Almost 13,000 years ago, small groups of Paleoindians endured frigid winters on the edge of a river in what would become Keene, New Hampshire. This begins the remarkable story of Native Americans in the Monadnock region of southwestern New Hampshire, part of the traditional homeland of the Abenaki people.
Typically neglected or denied by conventional history, the long presence of Native people in southwestern New Hampshire is revealed by the archaeological evidence for their deep, enduring connections to the land and the complex social worlds they inhabited. From the Tenant Swamp Site in Keene, with the remains of the oldest known dwellings in New England, to the 4,000-year-old Swanzey Fish Dam still visible in the Ashuelot River, A Deep Presence tells their story in a narrative fashion, drawing on the author’s thirty years of fieldwork and presenting compelling evidence from archaeology, written history, and the living traditions of today’s Abenaki people.

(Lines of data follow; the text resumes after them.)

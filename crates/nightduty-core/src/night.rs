//! Night classification against the red zone.
//!
//! The red zone is the fixed window `[00:30, 05:30)` local time, recurring
//! every day. A duty interval is normalized once (an arrival at or before
//! the departure means the duty crossed midnight) and then measured against
//! the window of its own day and of the next one.

use std::fmt;

use serde::{Deserialize, Serialize};

use crate::clock::{interval_overlap, MINUTES_PER_DAY};

/// Red zone start, 00:30.
pub const RED_ZONE_START: i64 = 30;
/// Red zone end (exclusive), 05:30.
pub const RED_ZONE_END: i64 = 330;
/// Width of the red zone in minutes.
pub const RED_ZONE_WIDTH: i64 = RED_ZONE_END - RED_ZONE_START;
/// Overlap at which a duty counts as a full night (50% of the window).
pub const FULL_NIGHT_THRESHOLD: i64 = 150;
/// The 01:30 cutoff used by the half-night rule.
pub const HALF_NIGHT_CUTOFF: i64 = 90;

#[derive(Debug, Clone, Copy, PartialEq, Eq, Serialize, Deserialize)]
#[serde(rename_all = "snake_case")]
pub enum NightLabel {
    FullNight,
    HalfNight,
}

impl NightLabel {
    pub fn as_str(&self) -> &'static str {
        match self {
            Self::FullNight => "full night",
            Self::HalfNight => "half night",
        }
    }
}

/// Operator-facing wording used in replies.
impl fmt::Display for NightLabel {
    fn fmt(&self, f: &mut fmt::Formatter<'_>) -> fmt::Result {
        match self {
            Self::FullNight => f.write_str("Noche completa"),
            Self::HalfNight => f.write_str("Media noche"),
        }
    }
}

/// Which branch of the decision produced the label.
#[derive(Debug, Clone, Copy, PartialEq, Eq, Serialize, Deserialize)]
#[serde(rename_all = "snake_case")]
pub enum NightBasis {
    /// Overlap reached the full-night threshold.
    RedZoneMajority,
    /// Starts at/after 01:30 or ends at/before 01:30.
    Cutoff,
    /// Neither rule applied; the regulation defaults to half night.
    Fallback,
}

#[derive(Debug, Clone, Copy, PartialEq, Eq, Serialize, Deserialize)]
pub struct NightClassification {
    pub label: NightLabel,
    pub red_zone_minutes: i64,
    pub basis: NightBasis,
}

impl NightClassification {
    /// Share of the red zone covered, rounded to whole percent.
    pub fn red_zone_percent(&self) -> i64 {
        (self.red_zone_minutes as f64 / RED_ZONE_WIDTH as f64 * 100.0).round() as i64
    }
}

/// Apply the midnight-crossing rule: arrival at or before departure is
/// read as next-day arrival.
pub fn normalize_interval(departure: i64, arrival: i64) -> (i64, i64) {
    if arrival <= departure {
        (departure, arrival + MINUTES_PER_DAY)
    } else {
        (departure, arrival)
    }
}

/// Minutes of `[departure, arrival)` inside the red zone, summed over the
/// base-day window and its next-day recurrence.
pub fn red_zone_overlap(departure: i64, arrival: i64) -> i64 {
    let (a, b) = normalize_interval(departure, arrival);
    normalized_overlap(a, b)
}

/// Overlap of an interval that already went through [`normalize_interval`].
fn normalized_overlap(a: i64, b: i64) -> i64 {
    [0, MINUTES_PER_DAY]
        .iter()
        .map(|shift| interval_overlap(a, b, RED_ZONE_START + shift, RED_ZONE_END + shift))
        .sum()
}

/// Classify a duty from its departure and arrival minute values.
pub fn classify_night(departure: i64, arrival: i64) -> NightClassification {
    let (a, b) = normalize_interval(departure, arrival);
    let red_zone_minutes = normalized_overlap(a, b);

    let starts_after_cutoff = a.rem_euclid(MINUTES_PER_DAY) >= HALF_NIGHT_CUTOFF;
    let ends_before_cutoff = b.rem_euclid(MINUTES_PER_DAY) <= HALF_NIGHT_CUTOFF;

    let (label, basis) = if red_zone_minutes >= FULL_NIGHT_THRESHOLD {
        (NightLabel::FullNight, NightBasis::RedZoneMajority)
    } else if starts_after_cutoff || ends_before_cutoff {
        (NightLabel::HalfNight, NightBasis::Cutoff)
    } else {
        tracing::debug!(departure, arrival, red_zone_minutes, "night rule fell back to half night");
        (NightLabel::HalfNight, NightBasis::Fallback)
    };

    NightClassification {
        label,
        red_zone_minutes,
        basis,
    }
}

#[cfg(test)]
mod tests {
    use super::*;
    use proptest::prelude::*;

    fn hm(h: i64, m: i64) -> i64 {
        h * 60 + m
    }

    #[test]
    fn overnight_duty_covering_whole_window_is_full_night() {
        let c = classify_night(hm(22, 10), hm(6, 40));
        assert_eq!(c.red_zone_minutes, 300);
        assert_eq!(c.label, NightLabel::FullNight);
        assert_eq!(c.basis, NightBasis::RedZoneMajority);
        assert_eq!(c.red_zone_percent(), 100);
    }

    #[test]
    fn partial_overlap_uses_next_day_window() {
        // 23:50 -> 04:10 covers 00:30..04:10 of the next day.
        assert_eq!(red_zone_overlap(hm(23, 50), hm(4, 10)), 220);
        let c = classify_night(hm(23, 50), hm(4, 10));
        assert_eq!(c.label, NightLabel::FullNight);
    }

    #[test]
    fn exactly_threshold_is_full_night() {
        // 00:30 -> 03:00 is exactly 150 minutes of red zone.
        let c = classify_night(hm(0, 30), hm(3, 0));
        assert_eq!(c.red_zone_minutes, 150);
        assert_eq!(c.label, NightLabel::FullNight);
    }

    #[test]
    fn late_start_is_half_night() {
        let c = classify_night(hm(4, 0), hm(10, 0));
        assert_eq!(c.red_zone_minutes, 90);
        assert_eq!(c.label, NightLabel::HalfNight);
        assert_eq!(c.basis, NightBasis::Cutoff);
    }

    #[test]
    fn early_finish_is_half_night() {
        let c = classify_night(hm(20, 0), hm(1, 15));
        assert_eq!(c.red_zone_minutes, 45);
        assert_eq!(c.label, NightLabel::HalfNight);
        assert_eq!(c.basis, NightBasis::Cutoff);
    }

    #[test]
    fn short_duty_straddling_cutoff_reaches_fallback() {
        let c = classify_night(hm(1, 0), hm(2, 0));
        assert_eq!(c.red_zone_minutes, 60);
        assert_eq!(c.label, NightLabel::HalfNight);
        assert_eq!(c.basis, NightBasis::Fallback);
    }

    #[test]
    fn daytime_duty_has_no_overlap() {
        let c = classify_night(hm(8, 0), hm(17, 0));
        assert_eq!(c.red_zone_minutes, 0);
        assert_eq!(c.label, NightLabel::HalfNight);
    }

    #[test]
    fn out_of_range_departure_is_normalized_once() {
        // 25:00 -> 00:10 reads as 25:00 -> 24:10, which never reaches a window.
        let c = classify_night(hm(25, 0), hm(0, 10));
        assert_eq!(c.red_zone_minutes, red_zone_overlap(hm(25, 0), hm(0, 10)));
        assert_eq!(c.red_zone_minutes, 0);
        assert_eq!(c.label, NightLabel::HalfNight);
    }

    #[test]
    fn labels_render_for_operators() {
        assert_eq!(NightLabel::FullNight.to_string(), "Noche completa");
        assert_eq!(NightLabel::HalfNight.as_str(), "half night");
    }

    proptest! {
        #[test]
        fn equal_endpoints_span_a_full_day(t in 0i64..1440) {
            prop_assert_eq!(red_zone_overlap(t, t), RED_ZONE_WIDTH);
        }

        #[test]
        fn daytime_intervals_never_touch_the_red_zone(
            (dep, len) in (330i64..1440).prop_flat_map(|dep| (Just(dep), 1i64..=(1470 - dep))),
        ) {
            let arr = dep + len;
            let c = classify_night(dep, arr % 1440);
            prop_assert_eq!(c.red_zone_minutes, 0);
            prop_assert_eq!(c.label, NightLabel::HalfNight);
        }

        #[test]
        fn classifier_agrees_with_overlap_for_any_clock_shape(
            dh in 0i64..100, dm in 0i64..100, ah in 0i64..100, am in 0i64..100,
        ) {
            let (dep, arr) = (dh * 60 + dm, ah * 60 + am);
            prop_assert_eq!(classify_night(dep, arr).red_zone_minutes, red_zone_overlap(dep, arr));
        }

        #[test]
        fn below_threshold_is_always_half_night(dep in 0i64..1440, arr in 0i64..1440) {
            let c = classify_night(dep, arr);
            prop_assert!((0..=RED_ZONE_WIDTH).contains(&c.red_zone_minutes));
            if c.red_zone_minutes < FULL_NIGHT_THRESHOLD {
                prop_assert_eq!(c.label, NightLabel::HalfNight);
            } else {
                prop_assert_eq!(c.label, NightLabel::FullNight);
            }
        }
    }
}
use clap::{CommandFactory, Parser, Subcommand};
use tracing_subscriber::EnvFilter;

mod commands;

#[derive(Parser)]
#[command(name = "nightduty-cli", version, about = "Nightduty flight-duty assistant CLI")]
struct Cli {
    #[command(subcommand)]
    command: Commands,
}

#[derive(Subcommand)]
enum Commands {
    /// Ask one question against the saved session
    Ask(commands::ask::AskArgs),
    /// Interactive conversation
    Chat(commands::chat::ChatArgs),
    /// Conversation history
    History {
        #[command(subcommand)]
        action: commands::history::HistoryAction,
    },
    /// PSVs registered during the session
    Registry {
        #[command(subcommand)]
        action: commands::registry::RegistryAction,
    },
    /// Session memory (base reference, last route)
    Memory {
        #[command(subcommand)]
        action: commands::memory::MemoryAction,
    },
    /// Whole-session management
    Session {
        #[command(subcommand)]
        action: commands::session::SessionAction,
    },
    /// Regulatory parameters in effect
    Policy {
        #[command(subcommand)]
        action: commands::policy::PolicyAction,
    },
    /// Configuration management
    Config {
        #[command(subcommand)]
        action: commands::config::ConfigAction,
    },
    /// List the quick prompts
    Prompts,
    /// Print follow-up query suggestions
    Suggest,
    /// Generate shell completions
    Completions {
        /// Target shell
        shell: clap_complete::Shell,
    },
}

fn main() {
    let filter = EnvFilter::try_from_default_env().unwrap_or_else(|_| EnvFilter::new("warn"));
    tracing_subscriber::fmt()
        .with_env_filter(filter)
        .with_writer(std::io::stderr)
        .init();

    let cli = Cli::parse();
    let result = match cli.command {
        Commands::Ask(args) => commands::ask::run(args),
        Commands::Chat(args) => commands::chat::run(args),
        Commands::History { action } => commands::history::run(action),
        Commands::Registry { action } => commands::registry::run(action),
        Commands::Memory { action } => commands::memory::run(action),
        Commands::Session { action } => commands::session::run(action),
        Commands::Policy { action } => commands::policy::run(action),
        Commands::Config { action } => commands::config::run(action),
        Commands::Prompts => commands::prompts::run(),
        Commands::Suggest => commands::prompts::suggest(),
        Commands::Completions { shell } => {
            let mut cmd = Cli::command();
            clap_complete::generate(shell, &mut cmd, "nightduty-cli", &mut std::io::stdout());
            Ok(())
        }
    };

    if let Err(e) = result {
        eprintln!("error: {e}");
        std::process::exit(1);
    }
}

Goodby is professor of anthropology at Franklin Pierce University. He earned his doctorate in anthropology from Brown University and has over 30 years of experience excavating Native American archaeological sites in New England.
Online only via Zoom webinar. Registration required eventbrite.com/ e/267764319287.
A conversation
Gibson’s Bookstore is pleased to join Books & Books, the Miami Book Fair, and indie bookstores across the country on March 1 at 8 p.m. to present Margaret Atwood, in conversation with Judy Blume, discussing Atwood’s new book, Burning Questions: Essays and Occasional Pieces.
In this brilliant selection of essays, the award-winning, best-selling author of The Handmaid’s Tale and The Testaments offers her funny, erudite, endlessly curious, and uncannily prescient take on everything from debt and tech to the climate crisis and freedom and the importance of how to define granola—and seeks answers to Burning Questions such as…
Why do people everywhere, in all cultures, tell stories?
How much of yourself can you give away without evaporating?
How can we live on our planet?
Is it true? And is it fair?
What do zombies have to do with authoritarianism?
In more than 50 pieces, Atwood aims her prodigious intellect and impish humor at the world, and reports back to us on what she finds. This roller-caster period brought the end of history, a financial crash, the rise of Trump, and a pandemic. From debt to tech, the climate crisis to freedom; from when to dispense advice to the young (answer: only when asked) to how to define granola, we have no better guide to the many and varied mysteries of our universe.
This is a ticketed virtual event, with a copy of Burning Questions included with each ticket, register at eventbrite.com/ e/265273950527.